**Task prompt:**
Give back every line of the material below that has the string "component".

**Data to process:**

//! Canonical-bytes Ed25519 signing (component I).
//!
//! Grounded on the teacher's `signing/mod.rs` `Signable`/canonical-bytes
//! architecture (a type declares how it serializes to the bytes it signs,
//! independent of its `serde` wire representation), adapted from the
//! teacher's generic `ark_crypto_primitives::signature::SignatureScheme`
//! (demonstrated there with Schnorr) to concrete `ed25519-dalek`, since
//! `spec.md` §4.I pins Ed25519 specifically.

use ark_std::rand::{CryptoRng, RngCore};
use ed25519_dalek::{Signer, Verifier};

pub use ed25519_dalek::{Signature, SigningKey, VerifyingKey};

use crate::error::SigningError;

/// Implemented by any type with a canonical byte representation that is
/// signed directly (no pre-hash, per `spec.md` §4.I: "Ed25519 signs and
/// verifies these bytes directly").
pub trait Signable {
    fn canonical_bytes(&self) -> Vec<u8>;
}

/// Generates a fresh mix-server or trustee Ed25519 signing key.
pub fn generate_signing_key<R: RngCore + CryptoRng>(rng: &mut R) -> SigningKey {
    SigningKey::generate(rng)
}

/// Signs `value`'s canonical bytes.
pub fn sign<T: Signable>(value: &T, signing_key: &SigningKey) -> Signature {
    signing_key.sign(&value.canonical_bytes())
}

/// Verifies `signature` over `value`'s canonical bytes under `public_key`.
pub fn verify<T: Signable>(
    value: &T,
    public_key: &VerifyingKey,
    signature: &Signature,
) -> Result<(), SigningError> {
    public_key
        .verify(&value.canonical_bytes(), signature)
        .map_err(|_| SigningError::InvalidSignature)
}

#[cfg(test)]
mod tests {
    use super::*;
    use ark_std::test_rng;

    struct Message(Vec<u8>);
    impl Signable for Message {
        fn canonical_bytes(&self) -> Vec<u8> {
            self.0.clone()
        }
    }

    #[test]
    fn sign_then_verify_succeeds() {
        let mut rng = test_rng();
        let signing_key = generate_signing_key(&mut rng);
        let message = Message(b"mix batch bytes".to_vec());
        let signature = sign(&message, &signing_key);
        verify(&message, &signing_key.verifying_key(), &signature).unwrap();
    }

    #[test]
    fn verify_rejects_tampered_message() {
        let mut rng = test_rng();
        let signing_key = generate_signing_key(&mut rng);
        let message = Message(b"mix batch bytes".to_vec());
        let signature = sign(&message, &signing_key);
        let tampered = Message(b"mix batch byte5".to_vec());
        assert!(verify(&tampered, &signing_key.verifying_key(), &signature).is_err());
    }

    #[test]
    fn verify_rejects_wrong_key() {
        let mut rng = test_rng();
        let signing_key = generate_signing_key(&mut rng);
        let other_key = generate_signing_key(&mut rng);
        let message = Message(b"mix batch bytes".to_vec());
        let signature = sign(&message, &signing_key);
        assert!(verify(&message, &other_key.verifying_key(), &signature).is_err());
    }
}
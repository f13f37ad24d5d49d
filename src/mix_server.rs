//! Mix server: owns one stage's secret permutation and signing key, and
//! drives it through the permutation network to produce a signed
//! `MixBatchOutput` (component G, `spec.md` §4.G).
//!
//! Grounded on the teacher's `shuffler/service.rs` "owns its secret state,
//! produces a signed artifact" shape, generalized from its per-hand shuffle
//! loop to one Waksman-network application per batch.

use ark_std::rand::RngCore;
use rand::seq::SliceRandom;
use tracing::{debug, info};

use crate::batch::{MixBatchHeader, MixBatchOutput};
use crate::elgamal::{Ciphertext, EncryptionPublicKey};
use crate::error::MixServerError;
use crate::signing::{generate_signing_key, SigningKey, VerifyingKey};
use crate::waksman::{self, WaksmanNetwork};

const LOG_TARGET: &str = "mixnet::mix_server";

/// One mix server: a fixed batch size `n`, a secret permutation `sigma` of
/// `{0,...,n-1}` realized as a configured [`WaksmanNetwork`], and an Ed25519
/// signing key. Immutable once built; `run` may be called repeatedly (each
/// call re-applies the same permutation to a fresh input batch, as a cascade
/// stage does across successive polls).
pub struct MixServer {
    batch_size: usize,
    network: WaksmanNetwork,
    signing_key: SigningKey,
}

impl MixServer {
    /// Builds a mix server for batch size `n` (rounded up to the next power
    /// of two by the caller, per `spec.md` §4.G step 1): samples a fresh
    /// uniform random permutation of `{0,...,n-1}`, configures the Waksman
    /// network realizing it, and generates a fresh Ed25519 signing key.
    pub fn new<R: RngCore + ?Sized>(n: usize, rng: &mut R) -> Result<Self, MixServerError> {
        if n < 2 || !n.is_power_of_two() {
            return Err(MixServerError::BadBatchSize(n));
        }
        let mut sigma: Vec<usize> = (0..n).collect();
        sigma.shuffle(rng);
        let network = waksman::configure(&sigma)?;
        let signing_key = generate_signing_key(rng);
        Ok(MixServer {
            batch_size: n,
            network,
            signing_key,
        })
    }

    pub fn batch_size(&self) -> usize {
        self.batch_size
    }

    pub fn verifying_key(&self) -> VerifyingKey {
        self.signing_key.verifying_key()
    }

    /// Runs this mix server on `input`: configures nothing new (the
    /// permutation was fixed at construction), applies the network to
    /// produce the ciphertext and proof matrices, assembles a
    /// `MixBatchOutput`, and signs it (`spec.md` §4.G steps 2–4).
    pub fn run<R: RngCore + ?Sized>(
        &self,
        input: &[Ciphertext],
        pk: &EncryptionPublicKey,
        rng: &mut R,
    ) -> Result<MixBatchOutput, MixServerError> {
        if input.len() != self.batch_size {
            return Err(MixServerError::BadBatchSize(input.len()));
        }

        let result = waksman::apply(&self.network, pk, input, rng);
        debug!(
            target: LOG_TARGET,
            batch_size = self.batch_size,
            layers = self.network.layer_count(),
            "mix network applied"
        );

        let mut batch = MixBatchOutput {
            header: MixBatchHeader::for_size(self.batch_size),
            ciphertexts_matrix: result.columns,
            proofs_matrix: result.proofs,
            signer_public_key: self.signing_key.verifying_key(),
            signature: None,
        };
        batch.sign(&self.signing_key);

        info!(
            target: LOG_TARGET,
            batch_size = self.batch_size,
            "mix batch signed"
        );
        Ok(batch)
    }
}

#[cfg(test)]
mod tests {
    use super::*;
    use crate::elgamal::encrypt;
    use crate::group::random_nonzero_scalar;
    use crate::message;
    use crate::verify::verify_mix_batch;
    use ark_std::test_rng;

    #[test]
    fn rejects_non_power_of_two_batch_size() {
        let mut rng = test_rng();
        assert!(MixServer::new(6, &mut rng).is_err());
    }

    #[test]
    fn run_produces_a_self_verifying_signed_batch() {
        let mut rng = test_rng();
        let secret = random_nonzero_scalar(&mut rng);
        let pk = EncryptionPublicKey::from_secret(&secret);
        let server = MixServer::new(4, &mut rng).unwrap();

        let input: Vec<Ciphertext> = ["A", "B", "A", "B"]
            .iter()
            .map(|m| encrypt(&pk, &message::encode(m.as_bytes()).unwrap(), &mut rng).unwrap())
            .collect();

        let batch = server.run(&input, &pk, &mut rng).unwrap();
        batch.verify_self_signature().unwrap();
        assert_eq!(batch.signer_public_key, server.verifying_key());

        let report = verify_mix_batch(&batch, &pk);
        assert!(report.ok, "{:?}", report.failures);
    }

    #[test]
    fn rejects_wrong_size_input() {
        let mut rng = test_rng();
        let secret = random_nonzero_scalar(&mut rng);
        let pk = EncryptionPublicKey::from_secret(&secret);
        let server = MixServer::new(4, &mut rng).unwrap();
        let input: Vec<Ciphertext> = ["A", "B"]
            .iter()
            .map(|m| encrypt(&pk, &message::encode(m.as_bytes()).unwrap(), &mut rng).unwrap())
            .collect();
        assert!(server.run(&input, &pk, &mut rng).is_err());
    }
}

**Task response:**
//! Canonical-bytes Ed25519 signing (component I).
//! `MixBatchOutput` (component G, `spec.md` §4.G).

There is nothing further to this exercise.